Каждое утро я выходил из домика, с нетерпением ожидая, что меня ждет, и напоминая сам себе ребенка, поджидающего почтальона в Рождественское утро, или рыбака, вытягивающего самую большую свою сеть.

И не было такого утра, чтобы я не получал известий. Почти каждую ночь приходили скунсы, один или два, совавшие свои носы в разные недозволенные места в поисках объедков. Раз–другой появлялась рыжая рысь2. А однажды утром правдивая пыль со всеми подробностями рассказала о споре рыси со скунсом. Очевидно было, что рыси пришлось скороговоркой (на своем языке, конечно) произнести: «Извините, пожалуйста, я приняла вас за кролика; ручаюсь, что подобная ошибка больше не повторится».

Не раз случалось находить зловещие следы «бешеного кота»3. Был случай, когда прямо на дорожке я нашел ясные, крупные следы волка — короля тамошних мест. По мере приближения к двери шаги становились все короче; затем волк остановился и, ступая точно в свои следы, удалился куда-то по своим делам. Приходили кролики, койоты, степные кролики4 — и все оставляли мне на память коротенькие записки, которые я читал по утрам.

Но каждый раз через, и сквозь, все эти следы шли необычные, нежные кружева из точек-горошинок и извилистых линий. Они были тут как тут каждое утро, только что сплетенные прошедшей ночью. Но их узор был так сложен, что мне долго не удавалось разобраться в нем.

Сначала мне показалось, что эти следы принадлежат множеству каких-то двуногих существ, причем за каждым следовал его детеныш. Но двуноги лишь люди и птицы, а эти следы были явно не птичьи. Стараясь быть беспристрастным, я сопоставлял все факты, сообщенные мне пылью. Во-первых, было ясно, что какие-то крошечные двуногие создания приходят сюда по ночам в меховых тапочках, чтобы танцевать при лунном свете. За каждым из них, в то время как оно выделывало свои пируэты, следовало точно такое же, но гораздо меньшее создание, что-то в роде пажа. Они появлялись неизвестно откуда и так же исчезали, причем, по-видимому, обладали способностью делаться невидимыми, так как иначе они не смогли бы избежать вечно бодрствующих койотов.

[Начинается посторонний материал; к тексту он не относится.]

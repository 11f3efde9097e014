use common::jwt::{DEFAULT_CLOCK_SKEW, MAX_CLOCK_SKEW};
use common::secret::SecretString;
use std::collections::HashMap;
use std::env;
use std::ops::RangeInclusive;
use std::time::Duration;
use thiserror::Error;

pub const DEFAULT_BIND_ADDRESS: &str = "0.0.0.0:8000";
pub const DEFAULT_ROTATION_INTERVAL_MINUTES: u64 = 15;
pub const DEFAULT_TOKEN_TTL_MINUTES: u64 = 5;
pub const DEFAULT_QDRANT_COLLECTION: &str = "faces";
pub const DEFAULT_FACE_MATCH_THRESHOLD: f32 = 0.85;
pub const DEFAULT_RATE_LIMIT_PER_MINUTE: u32 = 5;

const ROTATION_INTERVAL_RANGE: RangeInclusive<u64> = 1..=1440;
const TOKEN_TTL_RANGE: RangeInclusive<u64> = 1..=60;
const RATE_LIMIT_RANGE: RangeInclusive<u64> = 0..=10_000;

/// Deployment environment; selects the key source and the CORS origin list.
#[derive(Debug, Clone, Copy, PartialEq, Eq)]
pub enum Environment {
    Development,
    Production,
}

impl Environment {
    fn parse(raw: Option<&String>) -> Self {
        match raw.map(|value| value.trim().to_ascii_lowercase()) {
            Some(value) if value == "production" => Environment::Production,
            _ => Environment::Development,
        }
    }

    pub fn is_production(self) -> bool {
        self == Environment::Production
    }
}

#[derive(Debug, Clone)]
pub struct Config {
    pub bind_address: String,
    pub environment: Environment,
    pub key_rotation_interval: Duration,
    pub token_ttl: Duration,
    pub jwt_clock_skew: Duration,
    pub internal_service_key: SecretString,
    pub api_url: String,
    pub qdrant_endpoint: String,
    pub qdrant_api_key: Option<SecretString>,
    pub qdrant_collection: String,
    pub face_match_threshold: f32,
    pub embedding_service_url: String,
    pub allowed_origins: Vec<String>,
    /// Requests per client IP per minute on `/api` routes; 0 disables the limit.
    pub rate_limit_per_minute: u32,
    pub drain_period: Duration,
}

#[derive(Debug, Error)]
pub enum ConfigError {
    #[error("Missing required environment variable: {0}")]
    MissingEnvVar(String),

    #[error("Invalid value for {name}: {reason}")]
    InvalidValue { name: String, reason: String },
}

impl Config {
    /// Load configuration from environment variables
    pub fn from_env() -> Result<Self, ConfigError> {
        Self::from_vars(&env::vars().collect())
    }

    /// Load configuration from a HashMap (for testing)
    pub fn from_vars(vars: &HashMap<String, String>) -> Result<Self, ConfigError> {
        let bind_address = vars
            .get("BIND_ADDRESS")
            .cloned()
            .unwrap_or_else(|| DEFAULT_BIND_ADDRESS.to_string());

        let environment = Environment::parse(vars.get("APP_ENV"));

        let rotation_minutes = parse_bounded(
            vars,
            "KEY_ROTATION_INTERVAL_MINUTES",
            DEFAULT_ROTATION_INTERVAL_MINUTES,
            ROTATION_INTERVAL_RANGE,
        )?;

        let ttl_minutes = parse_bounded(
            vars,
            "TOKEN_TTL_MINUTES",
            DEFAULT_TOKEN_TTL_MINUTES,
            TOKEN_TTL_RANGE,
        )?;

        let clock_skew_seconds = parse_bounded(
            vars,
            "JWT_CLOCK_SKEW_SECONDS",
            DEFAULT_CLOCK_SKEW.as_secs(),
            0..=MAX_CLOCK_SKEW.as_secs(),
        )?;

        let internal_service_key = SecretString::from(required(vars, "INTERNAL_SERVICE_KEY")?);
        let api_url = trim_trailing_slash(required(vars, "API_URL")?);
        let qdrant_endpoint = trim_trailing_slash(required(vars, "QDRANT_ENDPOINT")?);
        let embedding_service_url = trim_trailing_slash(required(vars, "EMBEDDING_SERVICE_URL")?);

        let qdrant_api_key = vars
            .get("QDRANT_API")
            .filter(|value| !value.is_empty())
            .map(|value| SecretString::from(value.clone()));

        let qdrant_collection = vars
            .get("QDRANT_COLLECTION")
            .filter(|value| !value.is_empty())
            .cloned()
            .unwrap_or_else(|| DEFAULT_QDRANT_COLLECTION.to_string());

        let face_match_threshold = match vars.get("FACE_MATCH_THRESHOLD") {
            Some(raw) => {
                let value: f32 = raw.trim().parse().map_err(|_| ConfigError::InvalidValue {
                    name: "FACE_MATCH_THRESHOLD".to_string(),
                    reason: format!("'{raw}' is not a number"),
                })?;
                if !(0.0..=1.0).contains(&value) {
                    return Err(ConfigError::InvalidValue {
                        name: "FACE_MATCH_THRESHOLD".to_string(),
                        reason: format!("{value} is outside 0.0..=1.0"),
                    });
                }
                value
            }
            None => DEFAULT_FACE_MATCH_THRESHOLD,
        };

        let origins_var = if environment.is_production() {
            "ALLOWED_ORIGINS"
        } else {
            "ALLOWED_ORIGINS_DEV"
        };
        let allowed_origins = vars
            .get(origins_var)
            .map(|raw| {
                raw.split(',')
                    .map(str::trim)
                    .filter(|origin| !origin.is_empty())
                    .map(str::to_string)
                    .collect()
            })
            .unwrap_or_default();

        let rate_limit_per_minute = parse_bounded(
            vars,
            "RATE_LIMIT_PER_MINUTE",
            u64::from(DEFAULT_RATE_LIMIT_PER_MINUTE),
            RATE_LIMIT_RANGE,
        )
        .map(|value| u32::try_from(value).unwrap_or(u32::MAX))?;

        let drain_seconds = parse_bounded(vars, "DRAIN_SECONDS", 0, 0..=300)?;

        Ok(Config {
            bind_address,
            environment,
            key_rotation_interval: Duration::from_secs(rotation_minutes * 60),
            token_ttl: Duration::from_secs(ttl_minutes * 60),
            jwt_clock_skew: Duration::from_secs(clock_skew_seconds),
            internal_service_key,
            api_url,
            qdrant_endpoint,
            qdrant_api_key,
            qdrant_collection,
            face_match_threshold,
            embedding_service_url,
            allowed_origins,
            rate_limit_per_minute,
            drain_period: Duration::from_secs(drain_seconds),
        })
    }
}

fn required(vars: &HashMap<String, String>, name: &str) -> Result<String, ConfigError> {
    vars.get(name)
        .filter(|value| !value.is_empty())
        .cloned()
        .ok_or_else(|| ConfigError::MissingEnvVar(name.to_string()))
}

fn parse_bounded(
    vars: &HashMap<String, String>,
    name: &str,
    default: u64,
    range: RangeInclusive<u64>,
) -> Result<u64, ConfigError> {
    let Some(raw) = vars.get(name) else {
        return Ok(default);
    };

    let value: u64 = raw.trim().parse().map_err(|_| ConfigError::InvalidValue {
        name: name.to_string(),
        reason: format!("'{raw}' is not a non-negative integer"),
    })?;

    if !range.contains(&value) {
        return Err(ConfigError::InvalidValue {
            name: name.to_string(),
            reason: format!(
                "{value} is outside {}..={}",
                range.start(),
                range.end()
            ),
        });
    }

    Ok(value)
}

fn trim_trailing_slash(url: String) -> String {
    url.trim_end_matches('/').to_string()
}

Если бы дело происходило в Англии или в Ирландии, любой крестьянин тотчас объяснил бы, в чем дело: невидимые пары крошечных меховых туфелек, танцующих при луне — да каждый дурак знает, что это такое. Феи, конечно!

Но я ничего не слыхал о феях в Нью-Мексико. В книгах об этой стране, насколько я знал, также нет упоминаний о феях.

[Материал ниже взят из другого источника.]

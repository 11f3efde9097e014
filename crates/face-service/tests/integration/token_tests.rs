//! Credential token issuing, verification and introspection.

use chrono::Utc;
use common::jwt::{TOKEN_AUDIENCE, TOKEN_ISSUER};
use face_service::errors::INVALID_TOKEN_MESSAGE;
use face_service::tokens::Rejection;
use face_test_utils::{
    assert_envelope, fixture_key_pair, TestFaceServer, TestTokenBuilder, TokenAssertions,
    TEST_INTERNAL_KEY,
};
use reqwest::StatusCode;
use serde_json::{json, Map, Value};
use std::time::Duration;

fn claims(pairs: &[(&str, Value)]) -> Map<String, Value> {
    pairs
        .iter()
        .map(|(k, v)| (k.to_string(), v.clone()))
        .collect()
}

async fn introspect(server: &TestFaceServer, token: &str) -> Result<reqwest::Response, anyhow::Error> {
    Ok(reqwest::Client::new()
        .post(format!("{}/internal/tokens/verify", server.url()))
        .header("X-Internal-Key", TEST_INTERNAL_KEY)
        .json(&json!({ "token": token }))
        .send()
        .await?)
}

#[tokio::test]
async fn test_issue_then_verify_returns_supplied_and_injected_claims() -> Result<(), anyhow::Error> {
    let server = TestFaceServer::spawn().await?;
    let supplied = claims(&[
        ("user_id", json!("u-42")),
        ("departmentId", json!("dept-7")),
        ("storeId", Value::Null),
    ]);

    let token = server.issuer().issue(supplied.clone(), Duration::from_secs(120))?;
    token.as_str().assert_credential_shape().assert_lifetime(120);

    let verified = server.verifier().verify(&token)?;
    assert_eq!(verified.iss, TOKEN_ISSUER);
    assert_eq!(verified.aud, TOKEN_AUDIENCE);
    assert_eq!(verified.exp - verified.iat, 120);
    assert_eq!(verified.extra, supplied);

    Ok(())
}

#[tokio::test]
async fn test_caller_cannot_override_registered_claims() -> Result<(), anyhow::Error> {
    let server = TestFaceServer::spawn().await?;
    let supplied = claims(&[
        ("aud", json!("attacker")),
        ("iss", json!("attacker")),
        ("exp", json!(i64::MAX)),
    ]);

    let token = server.issuer().issue_default(supplied)?;
    token
        .as_str()
        .assert_claim("aud", TOKEN_AUDIENCE)
        .assert_claim("iss", TOKEN_ISSUER)
        .assert_lifetime(300);

    Ok(())
}

#[tokio::test]
async fn test_expired_token_stops_without_trying_other_key() -> Result<(), anyhow::Error> {
    let server = TestFaceServer::spawn().await?;
    server.key_store().rotate()?;
    let ring = server.key_store().snapshot();

    let token = TestTokenBuilder::new()
        .for_user("alice")
        .issued_at(Utc::now().timestamp() - 600)
        .expires_in(-60)
        .sign_with(ring.current())?;

    let verification = server.verifier().verify_detailed(&token);
    assert_eq!(verification.outcome.unwrap_err(), Rejection::Expired);
    assert_eq!(verification.attempts, 1);

    Ok(())
}

#[tokio::test]
async fn test_fallback_to_previous_key_on_signature_mismatch() -> Result<(), anyhow::Error> {
    let server = TestFaceServer::spawn().await?;
    server.key_store().rotate()?;
    let ring = server.key_store().snapshot();
    let previous = ring.previous().expect("previous key after rotation");

    // Signed by the previous key but labelled with the current kid.
    let token = TestTokenBuilder::new()
        .for_user("carol")
        .with_kid(ring.current().kid())
        .sign_with(previous)?;

    let verification = server.verifier().verify_detailed(&token);
    assert_eq!(verification.attempts, 2);
    assert_eq!(verification.outcome.unwrap().user_id(), Some("carol"));

    Ok(())
}

#[tokio::test]
async fn test_wrong_audience_with_single_key_fails() -> Result<(), anyhow::Error> {
    let server = TestFaceServer::spawn().await?;
    let ring = server.key_store().snapshot();

    let token = TestTokenBuilder::new()
        .with_audience("some-other-service")
        .sign_with(ring.current())?;

    let verification = server.verifier().verify_detailed(&token);
    assert_eq!(verification.outcome.unwrap_err(), Rejection::NoMatchingKey);
    assert_eq!(verification.attempts, 1);

    Ok(())
}

#[tokio::test]
async fn test_wrong_issuer_fails() -> Result<(), anyhow::Error> {
    let server = TestFaceServer::spawn().await?;
    let ring = server.key_store().snapshot();

    let token = TestTokenBuilder::new()
        .with_issuer("not-face-service")
        .sign_with(ring.current())?;

    assert!(server.verifier().verify(&token).is_err());

    Ok(())
}

#[tokio::test]
async fn test_unknown_key_is_rejected_with_generic_message() -> Result<(), anyhow::Error> {
    let server = TestFaceServer::spawn().await?;
    // Fixture key 3 is never drawn by a store that has not rotated.
    let rogue = fixture_key_pair(3, "rogue-kid")?;

    let token = TestTokenBuilder::new().for_user("mallory").sign_with(&rogue)?;
    let err = server.verifier().verify(&token).unwrap_err();
    assert_eq!(err.public_message(), INVALID_TOKEN_MESSAGE);

    // Claiming the real kid does not help.
    let token = TestTokenBuilder::new()
        .with_kid(&server.key_store().current_kid())
        .sign_with(&rogue)?;
    assert!(server.verifier().verify(&token).is_err());

    Ok(())
}

#[tokio::test]
async fn test_token_without_kid_tries_current_then_previous() -> Result<(), anyhow::Error> {
    let server = TestFaceServer::spawn().await?;
    server.key_store().rotate()?;
    let ring = server.key_store().snapshot();

    let token = TestTokenBuilder::new()
        .for_user("dave")
        .without_kid()
        .sign_with(ring.previous().expect("previous key"))?;

    let verification = server.verifier().verify_detailed(&token);
    assert!(verification.outcome.is_ok());
    assert_eq!(verification.attempts, 2);

    Ok(())
}

#[tokio::test]
async fn test_iat_beyond_clock_skew_is_rejected() -> Result<(), anyhow::Error> {
    let server = TestFaceServer::spawn().await?;
    let ring = server.key_store().snapshot();
    let now = Utc::now().timestamp();

    let within = TestTokenBuilder::new()
        .issued_at(now + 60)
        .expires_at(now + 600)
        .sign_with(ring.current())?;
    assert!(server.verifier().verify(&within).is_ok());

    let beyond = TestTokenBuilder::new()
        .issued_at(now + 3600)
        .expires_at(now + 7200)
        .sign_with(ring.current())?;
    let verification = server.verifier().verify_detailed(&beyond);
    assert_eq!(verification.outcome.unwrap_err(), Rejection::IssuedInFuture);

    Ok(())
}

#[tokio::test]
async fn test_missing_exp_is_malformed() -> Result<(), anyhow::Error> {
    let server = TestFaceServer::spawn().await?;
    let ring = server.key_store().snapshot();

    let token = TestTokenBuilder::new()
        .without_claim("exp")
        .sign_with(ring.current())?;

    let verification = server.verifier().verify_detailed(&token);
    assert_eq!(verification.outcome.unwrap_err(), Rejection::Malformed);

    Ok(())
}

#[tokio::test]
async fn test_hs256_token_is_refused() -> Result<(), anyhow::Error> {
    let server = TestFaceServer::spawn().await?;

    let token = TestTokenBuilder::new()
        .with_kid(&server.key_store().current_kid())
        .sign_hs256(b"guessable-shared-secret")?;

    assert!(server.verifier().verify(&token).is_err());

    Ok(())
}

#[tokio::test]
async fn test_introspection_reports_active_token() -> Result<(), anyhow::Error> {
    let server = TestFaceServer::spawn().await?;
    let token = server
        .issuer()
        .issue_default(claims(&[("user_id", json!("u-1"))]))?;

    let response = introspect(&server, &token).await?;
    assert_eq!(response.status(), StatusCode::OK);

    let body: Value = response.json().await?;
    assert_eq!(body["active"], true);
    assert_eq!(body["claims"]["user_id"], "u-1");
    assert_eq!(body["claims"]["aud"], TOKEN_AUDIENCE);

    Ok(())
}

#[tokio::test]
async fn test_introspection_rejections_are_indistinguishable() -> Result<(), anyhow::Error> {
    let server = TestFaceServer::spawn().await?;
    let ring = server.key_store().snapshot();

    let expired = TestTokenBuilder::new()
        .issued_at(Utc::now().timestamp() - 600)
        .expires_in(-60)
        .sign_with(ring.current())?;
    let forged = TestTokenBuilder::new().sign_with(&fixture_key_pair(3, "rogue")?)?;

    for token in [expired.as_str(), forged.as_str(), "not-a-jwt"] {
        let response = introspect(&server, token).await?;
        assert_eq!(response.status(), StatusCode::UNAUTHORIZED);

        let body: Value = response.json().await?;
        assert_envelope(&body, 401, false);
        assert_eq!(body["message"], INVALID_TOKEN_MESSAGE);
    }

    Ok(())
}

Ах, если б это были они! Это было бы восхитительно! Я бы с радостью в них уверовал. Ведь утверждал же Христиан Андерсен, что верит в них — да и других заставил поверить. Но для меня, увы! это было невозможно, потому что давно уже мое естество, дойдя до развилки на своем пути, где стоял столб с указателями — налево: «В Аркадию5», а направо: «В Науку», выбрало кремнистый и крутой путь направо. Я отказался от волшебных грез, променял их — сам не знаю, на что. Поэтому я пришел в замешательство, и чем дальше заходил в тупик, тем сильнее, конечно, рос интерес. Зная из прежнего опыта, как много значат размеры того пыльного листа, на котором мои ночные посетители будут оставлять свои автографы, я с особенной тщательностью расчистил большое пространство, а вечерний ветер, пропитанный ароматом полыни, еще пригладил мою работу. Все это давало мне надежду, что на следующий день я смогу проследить хоть одну линию точечно-кружевных следов.

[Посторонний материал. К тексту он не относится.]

//! Per-client request throttling for the public face endpoints.
//!
//! Each client IP owns a token bucket holding `requests_per_minute` tokens
//! that refills continuously. Buckets of idle clients expire from the cache.
//! The client IP is the peer address of the connection; proxy headers are
//! not trusted.

use crate::errors::FaceError;
use crate::observability::hash_for_correlation;
use crate::observability::metrics::record_error;
use crate::observability::ErrorCategory;
use axum::{
    extract::{ConnectInfo, Request, State},
    http::{header, HeaderValue},
    middleware::Next,
    response::{IntoResponse, Response},
};
use moka::sync::Cache;
use std::net::{IpAddr, Ipv4Addr, SocketAddr};
use std::sync::{Arc, Mutex, PoisonError};
use std::time::{Duration, Instant};
use tracing::warn;

const WINDOW: Duration = Duration::from_secs(60);
const BUCKET_IDLE_TTL: Duration = Duration::from_secs(600);
const MAX_TRACKED_CLIENTS: u64 = 100_000;

#[derive(Debug)]
struct TokenBucket {
    capacity: f64,
    tokens: f64,
    refill_per_sec: f64,
    last_refill: Instant,
}

impl TokenBucket {
    fn new(capacity: u32, now: Instant) -> Self {
        let capacity = f64::from(capacity);
        Self {
            capacity,
            tokens: capacity,
            refill_per_sec: capacity / WINDOW.as_secs_f64(),
            last_refill: now,
        }
    }

    /// Take one token, or report how long until one is available.
    fn try_acquire(&mut self, now: Instant) -> Result<(), Duration> {
        let elapsed = now.saturating_duration_since(self.last_refill);
        self.tokens = (self.tokens + elapsed.as_secs_f64() * self.refill_per_sec).min(self.capacity);
        self.last_refill = now;

        if self.tokens >= 1.0 {
            self.tokens -= 1.0;
            return Ok(());
        }

        let missing = 1.0 - self.tokens;
        Err(Duration::from_secs_f64(missing / self.refill_per_sec))
    }
}

/// Token-bucket limiter keyed by client IP.
pub struct RateLimiter {
    requests_per_minute: u32,
    buckets: Cache<IpAddr, Arc<Mutex<TokenBucket>>>,
}

impl RateLimiter {
    /// `requests_per_minute` must be non-zero; a zero limit means the
    /// middleware is not installed at all.
    pub fn new(requests_per_minute: u32) -> Self {
        let buckets = Cache::builder()
            .max_capacity(MAX_TRACKED_CLIENTS)
            .time_to_idle(BUCKET_IDLE_TTL)
            .build();

        Self {
            requests_per_minute: requests_per_minute.max(1),
            buckets,
        }
    }

    pub fn requests_per_minute(&self) -> u32 {
        self.requests_per_minute
    }

    /// Admit one request from `client`, or return the time until it may retry.
    pub fn check(&self, client: IpAddr) -> Result<(), Duration> {
        self.check_at(client, Instant::now())
    }

    fn check_at(&self, client: IpAddr, now: Instant) -> Result<(), Duration> {
        let capacity = self.requests_per_minute;
        let bucket = self
            .buckets
            .get_with(client, || Arc::new(Mutex::new(TokenBucket::new(capacity, now))));

        let mut bucket = bucket.lock().unwrap_or_else(PoisonError::into_inner);
        bucket.try_acquire(now)
    }
}

/// Reject clients that exceeded their budget with 429 and `Retry-After`.
pub async fn rate_limit(
    State(limiter): State<Arc<RateLimiter>>,
    req: Request,
    next: Next,
) -> Response {
    let client = client_ip(&req);

    let Err(retry_after) = limiter.check(client) else {
        return next.run(req).await;
    };

    let retry_secs = retry_after.as_secs().saturating_add(1);
    warn!(
        target: "face.middleware.rate_limit",
        client = %hash_for_correlation(&client.to_string()),
        path = %req.uri().path(),
        retry_after_secs = retry_secs,
        "Rate limit exceeded"
    );

    let err = FaceError::RateLimited;
    record_error(
        "rate_limit",
        ErrorCategory::from(&err).as_str(),
        err.status_code().as_u16(),
    );

    let mut response = err.into_response();
    if let Ok(value) = HeaderValue::from_str(&retry_secs.to_string()) {
        response.headers_mut().insert(header::RETRY_AFTER, value);
    }
    response
}

/// Peer address from `ConnectInfo`; requests without one share a bucket.
fn client_ip(req: &Request) -> IpAddr {
    req.extensions()
        .get::<ConnectInfo<SocketAddr>>()
        .map(|ConnectInfo(addr)| addr.ip())
        .unwrap_or(IpAddr::V4(Ipv4Addr::UNSPECIFIED))
}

Ее ямочки шли вниз по тропинке к шести маисовым пенькам, именуемым садом, а затем, свернув с исписанной пыли, оканчивались у поросшего бурьяном холма, около которого виднелось несколько отверстий норок, шедших не вглубь, а вдоль поверхности земли. (Итак, еще одна чудесная тайна была почти раскрыта. Как прозаически окончилась эта горняя стезя!) Я поставил ловушку около этих отверстий, и на следующее утро моя «фея» оказалась пойманной. Восхитительнейшее, грациознейшее желтовато-коричневое маленькое существо среди всех, какие я когда-либо видел: большие прекрасные глаза олененка — нет, даже не олененка, потому что и у них мне не приходилось видеть таких изумительно невинных светло-карих глаз; уши, как тончайшие морские раковины с розовыми прожилками, по которым пульсировала жизнь. Задние ноги были большие и сильные, зато передние лапки — я скорее назвал бы их руками — совсем крохотные, розовато-белые, округлые, с ямочками, совсем как у младенца, только каждая лапка была белее и меньше кончика младенческого мизинчика. Горло и грудь были снежно-белыми. Просто непонятно было, как это существо ухитрялось сохранять такую ослепительную белизну среди окружавшей его грязи. По наружной стороне его коричневых бархатных штанишек сбегала тонкая серебристо-белая полоса — совсем как на офицерских брюках. Хвост — то есть тот шлейф, который, как я предполагал, нес маленький паж во время танцев — был очень длинным, под стать штанам был украшен двумя продольными белыми полосками и заканчивался очень красивой пушистой кисточкой, показавшейся мне вначале чересчур длинной. Впоследствии, впрочем, я обнаружил, что она служит для чрезвычайно важных целей.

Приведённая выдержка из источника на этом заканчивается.